- _DATA FOR ANALYSIS_
_ _ _ _ _

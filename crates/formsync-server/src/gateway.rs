//! CollaborationGateway: connection-level coordination.
//!
//! Validated client events come in through [`EventHandler`]. The gateway
//! owns neither presence nor field values: membership lives in the
//! [`SessionRegistry`], values in the [`FieldStore`]. A field update is
//! persisted first and only then fanned out, so peers never observe a value
//! that was not committed.

use std::sync::Arc;
use std::sync::atomic::{AtomicU64, Ordering};
use std::time::Duration;

use dashmap::DashMap;
use formsync_protocol::{
    ClientEvent, FieldUpdate, FieldUpdateError, FormPresence, JoinForm, ServerEvent,
};
use formsync_store::{FieldKey, FieldStore, StoreError, StoredField};
use formsync_transport::{ConnectionHandle, ConnectionId, EventHandler};
use parking_lot::RwLock;
use serde_json::{Value, json};
use tokio::task::JoinHandle;
use tracing::{debug, error, info, warn};

use crate::channel::{FieldUpdateChannel, FieldUpdateEvent};
use crate::registry::{JoinOutcome, LeaveOutcome, SessionRegistry};

#[derive(Debug, Clone)]
pub struct GatewayConfig {
    /// Upper bound on one persistence upsert
    pub persist_timeout: Duration,
    /// Buffered updates per in-process observer
    pub observer_capacity: usize,
}

impl Default for GatewayConfig {
    fn default() -> Self {
        Self {
            persist_timeout: Duration::from_secs(5),
            observer_capacity: 256,
        }
    }
}

/// Gateway lifecycle state.
#[derive(Debug, Clone, Copy, PartialEq, Eq)]
pub enum GatewayState {
    Uninitialized,
    Running,
    Shutdown,
}

/// Why a field update was not broadcast. The `Display` text is what the
/// sender receives in `field-update-error`.
#[derive(Debug, thiserror::Error)]
pub enum RejectReason {
    #[error("connection is not registered")]
    NotConnected,

    #[error("collaboration gateway is not running")]
    NotRunning,

    #[error("not a member of form {0}")]
    NotMember(String),

    #[error("failed to save field value: {0}")]
    Persistence(#[from] StoreError),

    #[error("saving field value timed out after {0:?}")]
    Timeout(Duration),
}

#[derive(Debug)]
pub enum UpdateOutcome {
    /// Persisted and fanned out
    Broadcast { seq: u64, delivered: usize },
    Rejected(RejectReason),
}

impl UpdateOutcome {
    pub fn is_broadcast(&self) -> bool {
        matches!(self, Self::Broadcast { .. })
    }

    pub fn reject_reason(&self) -> Option<&RejectReason> {
        match self {
            Self::Rejected(reason) => Some(reason),
            Self::Broadcast { .. } => None,
        }
    }
}

/// Storage entity for an update: the response when one is named, otherwise
/// the form itself.
pub fn entity_id<'a>(form_id: &'a str, response_id: Option<&'a str>) -> &'a str {
    match response_id {
        Some(id) if !id.is_empty() => id,
        _ => form_id,
    }
}

pub struct CollaborationGateway<S: FieldStore> {
    registry: Arc<SessionRegistry>,
    channel: Arc<FieldUpdateChannel>,
    store: Arc<S>,
    connections: DashMap<ConnectionId, ConnectionHandle>,
    clock: AtomicU64,
    state: RwLock<GatewayState>,
    config: GatewayConfig,
}

impl<S: FieldStore> CollaborationGateway<S> {
    pub fn new(store: Arc<S>, config: GatewayConfig) -> Self {
        let registry = Arc::new(SessionRegistry::new());
        let channel = Arc::new(FieldUpdateChannel::new(registry.clone(), config.observer_capacity));
        Self {
            registry,
            channel,
            store,
            connections: DashMap::new(),
            clock: AtomicU64::new(0),
            state: RwLock::new(GatewayState::Uninitialized),
            config,
        }
    }

    /// Prepare the store and start accepting events.
    pub async fn initialize(&self) -> Result<(), StoreError> {
        self.store.init().await?;
        *self.state.write() = GatewayState::Running;
        info!("Collaboration gateway running (store: {})", self.store.backend());
        Ok(())
    }

    /// Stop accepting events. Updates already persisting finish on their own;
    /// later field updates are refused with `field-update-error`.
    pub fn shutdown(&self) {
        *self.state.write() = GatewayState::Shutdown;
        info!(
            "Collaboration gateway shut down ({} connection(s), {} form(s) open)",
            self.connections.len(),
            self.registry.form_count()
        );
    }

    pub fn state(&self) -> GatewayState {
        *self.state.read()
    }

    pub fn is_running(&self) -> bool {
        self.state() == GatewayState::Running
    }

    pub fn registry(&self) -> &Arc<SessionRegistry> {
        &self.registry
    }

    pub fn channel(&self) -> &Arc<FieldUpdateChannel> {
        &self.channel
    }

    pub fn store(&self) -> &Arc<S> {
        &self.store
    }

    // ─────────────────────────────────────────────────────────────────────
    // Connection lifecycle
    // ─────────────────────────────────────────────────────────────────────

    pub fn connect(&self, connection: ConnectionHandle) {
        debug!("Registered connection {}", connection.id());
        self.connections.insert(connection.shared_id(), connection);
    }

    pub fn is_connected(&self, connection: &str) -> bool {
        self.connections.contains_key(connection)
    }

    /// Forget the connection and leave every form it joined.
    pub fn disconnect(&self, connection: &str) -> Vec<(String, LeaveOutcome)> {
        self.connections.remove(connection);
        self.registry.leave_all(connection)
    }

    /// Join a form and send the joiner the current presence snapshot.
    /// `None` if the connection is not registered.
    pub fn join_form(&self, connection: &str, join: JoinForm) -> Option<JoinOutcome> {
        let Some(handle) = self.handle(connection) else {
            warn!("join-form from unregistered connection {connection}");
            return None;
        };

        let outcome = self.registry.join(&join.form_id, &handle, join.participant);
        handle.deliver(ServerEvent::FormPresence(FormPresence {
            form_id: join.form_id,
            participants: outcome.present.clone(),
        }));
        Some(outcome)
    }

    pub fn leave_form(&self, connection: &str, form_id: &str) -> LeaveOutcome {
        self.registry.leave(form_id, connection)
    }

    // ─────────────────────────────────────────────────────────────────────
    // Field updates
    // ─────────────────────────────────────────────────────────────────────

    /// Order, persist and fan out one field update.
    ///
    /// Returns once the update holds its form's dispatch slot; persistence
    /// and broadcast continue on the returned task, independent of the
    /// originating connection.
    ///
    /// The slot is held until the store write has settled, even past
    /// `persist_timeout`. A write that commits after its timeout was reported
    /// is rolled back before the next update of the form proceeds.
    pub async fn submit_field_update(
        &self,
        connection: &str,
        update: FieldUpdate,
    ) -> JoinHandle<UpdateOutcome> {
        let Some(handle) = self.handle(connection) else {
            warn!("field-update from unregistered connection {connection}");
            return settled(UpdateOutcome::Rejected(RejectReason::NotConnected));
        };

        let Some(membership) = self.registry.membership(&update.form_id, connection) else {
            let reason = RejectReason::NotMember(update.form_id.clone());
            warn!("Rejected field-update from {connection}: {reason}");
            notify_error(&handle, &update.form_id, &update.field_id, &reason);
            return settled(UpdateOutcome::Rejected(reason));
        };

        let author = update
            .user_id
            .filter(|u| !u.is_empty())
            .or(membership.map(|p| p.user_id));
        let entity = entity_id(&update.form_id, update.response_id.as_deref()).to_string();

        let slot = self.channel.acquire(&update.form_id).await;
        let seq = self.clock.fetch_add(1, Ordering::Relaxed) + 1;
        let event = FieldUpdateEvent {
            seq,
            form_id: update.form_id,
            entity_id: entity,
            response_id: update.response_id,
            field_id: update.field_id,
            value: update.value,
            author,
        };

        let store = self.store.clone();
        let channel = self.channel.clone();
        let persist_timeout = self.config.persist_timeout;

        tokio::spawn(async move {
            let key = FieldKey::new(event.entity_id.clone(), event.field_id.clone());
            let mut write = tokio::spawn(write_field(
                store.clone(),
                key.clone(),
                event.value.clone(),
                event.author.clone(),
            ));

            let outcome = match tokio::time::timeout(persist_timeout, &mut write).await {
                Ok(Ok(Ok(_))) => {
                    let delivered = channel.publish(&event, handle.id());
                    UpdateOutcome::Broadcast { seq, delivered }
                }
                Ok(Ok(Err(e))) => reject(&handle, &event, RejectReason::Persistence(e)),
                Ok(Err(e)) => reject(&handle, &event, RejectReason::Persistence(e.into())),
                Err(_) => {
                    let outcome = reject(&handle, &event, RejectReason::Timeout(persist_timeout));
                    settle_late_write(store.as_ref(), &key, write, seq).await;
                    outcome
                }
            };

            drop(slot);
            channel.release(&event.form_id);
            outcome
        })
    }

    /// Current stored value of a field, as a reloading client would see it.
    pub async fn current_value(
        &self,
        form_id: &str,
        response_id: Option<&str>,
        field_id: &str,
    ) -> Result<Option<StoredField>, StoreError> {
        let key = FieldKey::new(entity_id(form_id, response_id), field_id);
        self.store.field_value(&key).await
    }

    pub fn stats(&self) -> Value {
        json!({
            "state": format!("{:?}", self.state()),
            "store": self.store.backend(),
            "connections": self.connections.len(),
            "forms": self.registry.form_count(),
            "members": self.registry.connection_count(),
            "busyForms": self.channel.busy_forms(),
        })
    }

    fn handle(&self, connection: &str) -> Option<ConnectionHandle> {
        self.connections.get(connection).map(|h| h.clone())
    }

}

/// Store write for one update, with the row it replaces.
async fn write_field<S: FieldStore>(
    store: Arc<S>,
    key: FieldKey,
    value: String,
    author: Option<String>,
) -> Result<(Option<StoredField>, StoredField), StoreError> {
    let prior = store.field_value(&key).await?;
    let stored = store.upsert_field_value(&key, &value, author.as_deref()).await?;
    Ok((prior, stored))
}

/// Wait out a write whose timeout was already reported, and undo it if it
/// committed anyway.
async fn settle_late_write<S: FieldStore>(
    store: &S,
    key: &FieldKey,
    write: JoinHandle<Result<(Option<StoredField>, StoredField), StoreError>>,
    seq: u64,
) {
    let Ok(Ok((prior, _))) = write.await else {
        return;
    };
    match store.restore_field_value(key, prior.as_ref()).await {
        Ok(()) => warn!(
            "field-update #{seq} {}/{} committed after its timeout, rolled back",
            key.entity_id, key.field_id
        ),
        Err(e) => error!(
            "field-update #{seq} {}/{} committed after its timeout and could not be rolled back: {e}",
            key.entity_id, key.field_id
        ),
    }
}

fn settled(outcome: UpdateOutcome) -> JoinHandle<UpdateOutcome> {
    tokio::spawn(async move { outcome })
}

fn notify_error(handle: &ConnectionHandle, form_id: &str, field_id: &str, reason: &RejectReason) {
    handle.deliver(ServerEvent::FieldUpdateError(FieldUpdateError {
        form_id: form_id.to_string(),
        field_id: field_id.to_string(),
        error: reason.to_string(),
    }));
}

fn reject(handle: &ConnectionHandle, event: &FieldUpdateEvent, reason: RejectReason) -> UpdateOutcome {
    warn!(
        "field-update #{} {}/{} from {} not saved: {reason}",
        event.seq,
        event.form_id,
        event.field_id,
        handle.id()
    );
    notify_error(handle, &event.form_id, &event.field_id, &reason);
    UpdateOutcome::Rejected(reason)
}

// ─────────────────────────────────────────────────────────────────────────────
// EventHandler implementation
// ─────────────────────────────────────────────────────────────────────────────

impl<S: FieldStore> EventHandler for CollaborationGateway<S> {
    fn on_connect(&self, connection: ConnectionHandle) {
        self.connect(connection);
    }

    async fn on_event(&self, connection: &ConnectionHandle, event: ClientEvent) {
        if !self.is_running() {
            warn!("Gateway not running, refusing {} from {}", event.name(), connection.id());
            if let ClientEvent::FieldUpdate(update) = &event {
                notify_error(connection, &update.form_id, &update.field_id, &RejectReason::NotRunning);
            }
            return;
        }

        match event {
            ClientEvent::JoinForm(join) => {
                self.join_form(connection.id(), join);
            }
            ClientEvent::LeaveForm(leave) => {
                self.leave_form(connection.id(), &leave.form_id);
            }
            ClientEvent::FieldUpdate(update) => {
                // Detached: the outcome is reported to the sender by the task.
                drop(self.submit_field_update(connection.id(), update).await);
            }
        }
    }

    fn on_disconnect(&self, connection_id: &str) {
        self.disconnect(connection_id);
    }

    fn stats(&self) -> Value {
        json!({ "gateway": CollaborationGateway::stats(self) })
    }
}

_ _ _ _ _

Determine how many lines contain the string "after" in the listing, and state that number by itself.

- _ANSWER TO THIS TASK_
4